### WORK TASK
Copy every record that follows, word for word.
=== Begin Enclosure ===
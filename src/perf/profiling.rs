/// Hot-path instrumentation for the occlusion pipeline
/// Counters only advance when the `profiling` feature is enabled
use std::sync::atomic::{AtomicU64, Ordering};

/// Thread-safe counters for binning and rasterization work
pub struct OcclusionCounters {
    // Binning counters
    pub triangles_submitted: AtomicU64,
    pub triangles_binned: AtomicU64,
    pub bin_entries_written: AtomicU64,

    // Rasterization counters
    pub tiles_rasterized: AtomicU64,
    pub triangles_rasterized: AtomicU64,
    pub quads_tested: AtomicU64,
    pub pixels_tested: AtomicU64,

    // Query counters
    pub early_tests: AtomicU64,
    pub full_tests: AtomicU64,
}

impl OcclusionCounters {
    pub const fn new() -> Self {
        Self {
            triangles_submitted: AtomicU64::new(0),
            triangles_binned: AtomicU64::new(0),
            bin_entries_written: AtomicU64::new(0),
            tiles_rasterized: AtomicU64::new(0),
            triangles_rasterized: AtomicU64::new(0),
            quads_tested: AtomicU64::new(0),
            pixels_tested: AtomicU64::new(0),
            early_tests: AtomicU64::new(0),
            full_tests: AtomicU64::new(0),
        }
    }

    /// Zero every counter, e.g. between frames
    pub fn reset(&self) {
        self.triangles_submitted.store(0, Ordering::Relaxed);
        self.triangles_binned.store(0, Ordering::Relaxed);
        self.bin_entries_written.store(0, Ordering::Relaxed);
        self.tiles_rasterized.store(0, Ordering::Relaxed);
        self.triangles_rasterized.store(0, Ordering::Relaxed);
        self.quads_tested.store(0, Ordering::Relaxed);
        self.pixels_tested.store(0, Ordering::Relaxed);
        self.early_tests.store(0, Ordering::Relaxed);
        self.full_tests.store(0, Ordering::Relaxed);
    }

    /// Read every counter (not atomic across counters)
    pub fn snapshot(&self) -> CounterSnapshot {
        CounterSnapshot {
            triangles_submitted: self.triangles_submitted.load(Ordering::Relaxed),
            triangles_binned: self.triangles_binned.load(Ordering::Relaxed),
            bin_entries_written: self.bin_entries_written.load(Ordering::Relaxed),
            tiles_rasterized: self.tiles_rasterized.load(Ordering::Relaxed),
            triangles_rasterized: self.triangles_rasterized.load(Ordering::Relaxed),
            quads_tested: self.quads_tested.load(Ordering::Relaxed),
            pixels_tested: self.pixels_tested.load(Ordering::Relaxed),
            early_tests: self.early_tests.load(Ordering::Relaxed),
            full_tests: self.full_tests.load(Ordering::Relaxed),
        }
    }
}

/// Plain copy of every counter
#[derive(Debug, Clone, Copy, Default, PartialEq, Eq)]
pub struct CounterSnapshot {
    pub triangles_submitted: u64,
    pub triangles_binned: u64,
    pub bin_entries_written: u64,
    pub tiles_rasterized: u64,
    pub triangles_rasterized: u64,
    pub quads_tested: u64,
    pub pixels_tested: u64,
    pub early_tests: u64,
    pub full_tests: u64,
}

impl CounterSnapshot {
    /// Emit a formatted report at debug level
    pub fn log_report(&self) {
        tracing::debug!(
            submitted = self.triangles_submitted,
            binned = self.triangles_binned,
            bin_entries = self.bin_entries_written,
            "binning counters"
        );
        tracing::debug!(
            tiles = self.tiles_rasterized,
            triangles = self.triangles_rasterized,
            quads = self.quads_tested,
            pixels = self.pixels_tested,
            "rasterization counters"
        );
        tracing::debug!(
            early = self.early_tests,
            full = self.full_tests,
            "query counters"
        );
    }
}

/// Global counters instance
pub static OCCLUSION_COUNTERS: OcclusionCounters = OcclusionCounters::new();

/// Bump a counter by one; compiled out without the `profiling` feature
#[macro_export]
macro_rules! count_call {
    ($counter:expr) => {
        #[cfg(feature = "profiling")]
        {
            $counter.fetch_add(1, std::sync::atomic::Ordering::Relaxed);
        }
    };
}

/// Add `$value` to a counter; compiled out without the `profiling` feature
#[macro_export]
macro_rules! count_add {
    ($counter:expr, $value:expr) => {
        #[cfg(feature = "profiling")]
        {
            $counter.fetch_add($value as u64, std::sync::atomic::Ordering::Relaxed);
        }
    };
}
=== End Enclosure ===
### OUTPUT FOR THIS TASK
filename src/perf/profiling.rs
/// Hot-path instrumentation for the occlusion pipeline
/// Counters only advance when the `profiling` feature is enabled
use std::sync::atomic::{AtomicU64, Ordering};

/// Thread-safe counters for binning and rasterization work
pub struct OcclusionCounters {
    // Binning counters
    pub triangles_submitted: AtomicU64,
    pub triangles_binned: AtomicU64,
    pub bin_entries_written: AtomicU64,

    // Rasterization counters
    pub tiles_rasterized: AtomicU64,
    pub triangles_rasterized: AtomicU64,
    pub quads_tested: AtomicU64,
    pub pixels_tested: AtomicU64,

    // Query counters
    pub early_tests: AtomicU64,
    pub full_tests: AtomicU64,
}

impl OcclusionCounters {
    pub const fn new() -> Self {
        Self {
            triangles_submitted: AtomicU64::new(0),
            triangles_binned: AtomicU64::new(0),
            bin_entries_written: AtomicU64::new(0),
            tiles_rasterized: AtomicU64::new(0),
            triangles_rasterized: AtomicU64::new(0),
            quads_tested: AtomicU64::new(0),
            pixels_tested: AtomicU64::new(0),
            early_tests: AtomicU64::new(0),
            full_tests: AtomicU64::new(0),
        }
    }

    /// Zero every counter, e.g. between frames
    pub fn reset(&self) {
        self.triangles_submitted.store(0, Ordering::Relaxed);
        self.triangles_binned.store(0, Ordering::Relaxed);
        self.bin_entries_written.store(0, Ordering::Relaxed);
        self.tiles_rasterized.store(0, Ordering::Relaxed);
        self.triangles_rasterized.store(0, Ordering::Relaxed);
        self.quads_tested.store(0, Ordering::Relaxed);
        self.pixels_tested.store(0, Ordering::Relaxed);
        self.early_tests.store(0, Ordering::Relaxed);
        self.full_tests.store(0, Ordering::Relaxed);
    }

    /// Read every counter (not atomic across counters)
    pub fn snapshot(&self) -> CounterSnapshot {
        CounterSnapshot {
            triangles_submitted: self.triangles_submitted.load(Ordering::Relaxed),
            triangles_binned: self.triangles_binned.load(Ordering::Relaxed),
            bin_entries_written: self.bin_entries_written.load(Ordering::Relaxed),
            tiles_rasterized: self.tiles_rasterized.load(Ordering::Relaxed),
            triangles_rasterized: self.triangles_rasterized.load(Ordering::Relaxed),
            quads_tested: self.quads_tested.load(Ordering::Relaxed),
            pixels_tested: self.pixels_tested.load(Ordering::Relaxed),
            early_tests: self.early_tests.load(Ordering::Relaxed),
            full_tests: self.full_tests.load(Ordering::Relaxed),
        }
    }
}

/// Plain copy of every counter
#[derive(Debug, Clone, Copy, Default, PartialEq, Eq)]
pub struct CounterSnapshot {
    pub triangles_submitted: u64,
    pub triangles_binned: u64,
    pub bin_entries_written: u64,
    pub tiles_rasterized: u64,
    pub triangles_rasterized: u64,
    pub quads_tested: u64,
    pub pixels_tested: u64,
    pub early_tests: u64,
    pub full_tests: u64,
}

impl CounterSnapshot {
    /// Emit a formatted report at debug level
    pub fn log_report(&self) {
        tracing::debug!(
            submitted = self.triangles_submitted,
            binned = self.triangles_binned,
            bin_entries = self.bin_entries_written,
            "binning counters"
        );
        tracing::debug!(
            tiles = self.tiles_rasterized,
            triangles = self.triangles_rasterized,
            quads = self.quads_tested,
            pixels = self.pixels_tested,
            "rasterization counters"
        );
        tracing::debug!(
            early = self.early_tests,
            full = self.full_tests,
            "query counters"
        );
    }
}

/// Global counters instance
pub static OCCLUSION_COUNTERS: OcclusionCounters = OcclusionCounters::new();

/// Bump a counter by one; compiled out without the `profiling` feature
#[macro_export]
macro_rules! count_call {
    ($counter:expr) => {
        #[cfg(feature = "profiling")]
        {
            $counter.fetch_add(1, std::sync::atomic::Ordering::Relaxed);
        }
    };
}

/// Add `$value` to a counter; compiled out without the `profiling` feature
#[macro_export]
macro_rules! count_add {
    ($counter:expr, $value:expr) => {
        #[cfg(feature = "profiling")]
        {
            $counter.fetch_add($value as u64, std::sync::atomic::Ordering::Relaxed);
        }
    };
}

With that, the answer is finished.